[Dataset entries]
Content starts

//! Shared harness for the router-level tests: in-memory repositories, local
//! file storage in a temp dir and a bootstrapped tenant with an admin key.

#![allow(dead_code)]

use std::sync::Arc;
use std::time::Duration;

use axum::Router;
use axum::body::{Body, to_bytes};
use axum::http::{Method, Request, Response, StatusCode, header};
use serde_json::{Value, json};
use tempfile::TempDir;
use tower::ServiceExt;

use erp_server::app::{AppState, build_router};
use erp_server::repositories::Repositories;
use erp_server::services::rate_limit_service::{MemoryRateLimitStore, RateLimiter};
use erp_server::services::storage_service::LocalDiskStorage;
use erp_server::services::{AuditSigner, Context, WebhookDispatcher, auth_service};

pub const ADMIN_KEY: &str = "erp_test_admin_key_0123456789";
pub const UPLOAD_MAX_BYTES: u64 = 1024;

pub struct TestApp {
    pub router: Router,
    pub ctx: Context,
    pub storage_dir: TempDir,
}

impl TestApp {
    pub async fn new() -> Self {
        Self::with_rate_limit(10_000).await
    }

    pub async fn with_rate_limit(requests: u64) -> Self {
        let repos = Repositories::in_memory();
        let webhooks = WebhookDispatcher::new(repos.webhooks.clone(), 1);
        let ctx = Context::new(
            repos,
            AuditSigner::new("test-signing-secret-0123456789"),
            webhooks,
        );

        auth_service::bootstrap(&ctx, "Acme", "admin@acme.test", ADMIN_KEY)
            .await
            .expect("bootstrap tenant");

        let storage_dir = tempfile::tempdir().expect("temp dir");
        let state = AppState {
            ctx: ctx.clone(),
            storage: Arc::new(LocalDiskStorage::new(storage_dir.path(), "/files")),
            rate_limiter: RateLimiter::new(
                Arc::new(MemoryRateLimitStore::default()),
                requests,
                Duration::from_secs(60),
            ),
            upload_max_bytes: UPLOAD_MAX_BYTES,
        };

        Self {
            router: build_router(state),
            ctx,
            storage_dir,
        }
    }

    pub async fn send(&self, request: Request<Body>) -> Response<Body> {
        self.router
            .clone()
            .oneshot(request)
            .await
            .expect("router is infallible")
    }

    /// JSON request with an optional bearer key; returns the status and the
    /// decoded body (`Null` for empty bodies).
    pub async fn call(
        &self,
        method: Method,
        uri: &str,
        key: Option<&str>,
        body: Option<Value>,
    ) -> (StatusCode, Value) {
        let mut builder = Request::builder().method(method).uri(uri);
        if let Some(key) = key {
            builder = builder.header(header::AUTHORIZATION, format!("Bearer {key}"));
        }
        let request = match body {
            Some(body) => builder
                .header(header::CONTENT_TYPE, "application/json")
                .body(Body::from(body.to_string())),
            None => builder.body(Body::empty()),
        }
        .expect("valid request");

        let response = self.send(request).await;
        let status = response.status();
        (status, json_body(response).await)
    }

    pub async fn get(&self, uri: &str) -> (StatusCode, Value) {
        self.call(Method::GET, uri, Some(ADMIN_KEY), None).await
    }

    pub async fn post(&self, uri: &str, body: Value) -> (StatusCode, Value) {
        self.call(Method::POST, uri, Some(ADMIN_KEY), Some(body)).await
    }

    pub async fn put(&self, uri: &str, body: Value) -> (StatusCode, Value) {
        self.call(Method::PUT, uri, Some(ADMIN_KEY), Some(body)).await
    }

    pub async fn delete(&self, uri: &str) -> (StatusCode, Value) {
        self.call(Method::DELETE, uri, Some(ADMIN_KEY), None).await
    }

    /// Create a role with `permissions`, a user holding it and an API key for
    /// that user. Returns the plaintext key.
    pub async fn restricted_key(&self, email: &str, permissions: &[&str]) -> String {
        let (status, role) = self
            .post(
                "/v1/roles",
                json!({ "name": format!("Role for {email}"), "permissions": permissions }),
            )
            .await;
        assert_eq!(status, StatusCode::CREATED, "{role}");

        let (status, user) = self
            .post(
                "/v1/users",
                json!({ "email": email, "full_name": "Restricted User", "role_id": role["id"] }),
            )
            .await;
        assert_eq!(status, StatusCode::CREATED, "{user}");

        let (status, key) = self
            .post(
                &format!("/v1/users/{}/api-keys", user["id"].as_str().unwrap()),
                json!({ "label": "integration" }),
            )
            .await;
        assert_eq!(status, StatusCode::CREATED, "{key}");
        key["key"].as_str().expect("plaintext key").to_string()
    }

    /// An active employee hired on 2024-01-15.
    pub async fn employee(&self, registration: &str, salary_cents: i64) -> Value {
        let (status, employee) = self
            .post(
                "/v1/employees",
                json!({
                    "registration_number": registration,
                    "full_name": format!("Employee {registration}"),
                    "hire_date": "2024-01-15",
                    "base_salary_cents": salary_cents,
                }),
            )
            .await;
        assert_eq!(status, StatusCode::CREATED, "{employee}");
        employee
    }
}

pub async fn json_body(response: Response<Body>) -> Value {
    let bytes = to_bytes(response.into_body(), usize::MAX)
        .await
        .expect("readable body");
    if bytes.is_empty() {
        Value::Null
    } else {
        serde_json::from_slice(&bytes).expect("JSON body")
    }
}

pub fn id(value: &Value) -> &str {
    value["id"].as_str().expect("id field")
}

Content ends

» **Your instructions**
Copy out each line of the entries where the word "builder" is found.

» **Problem solution**
        let mut builder = Request::builder().method(method).uri(uri);
            builder = builder.header(header::AUTHORIZATION, format!("Bearer {key}"));
            Some(body) => builder
            None => builder.body(Body::empty()),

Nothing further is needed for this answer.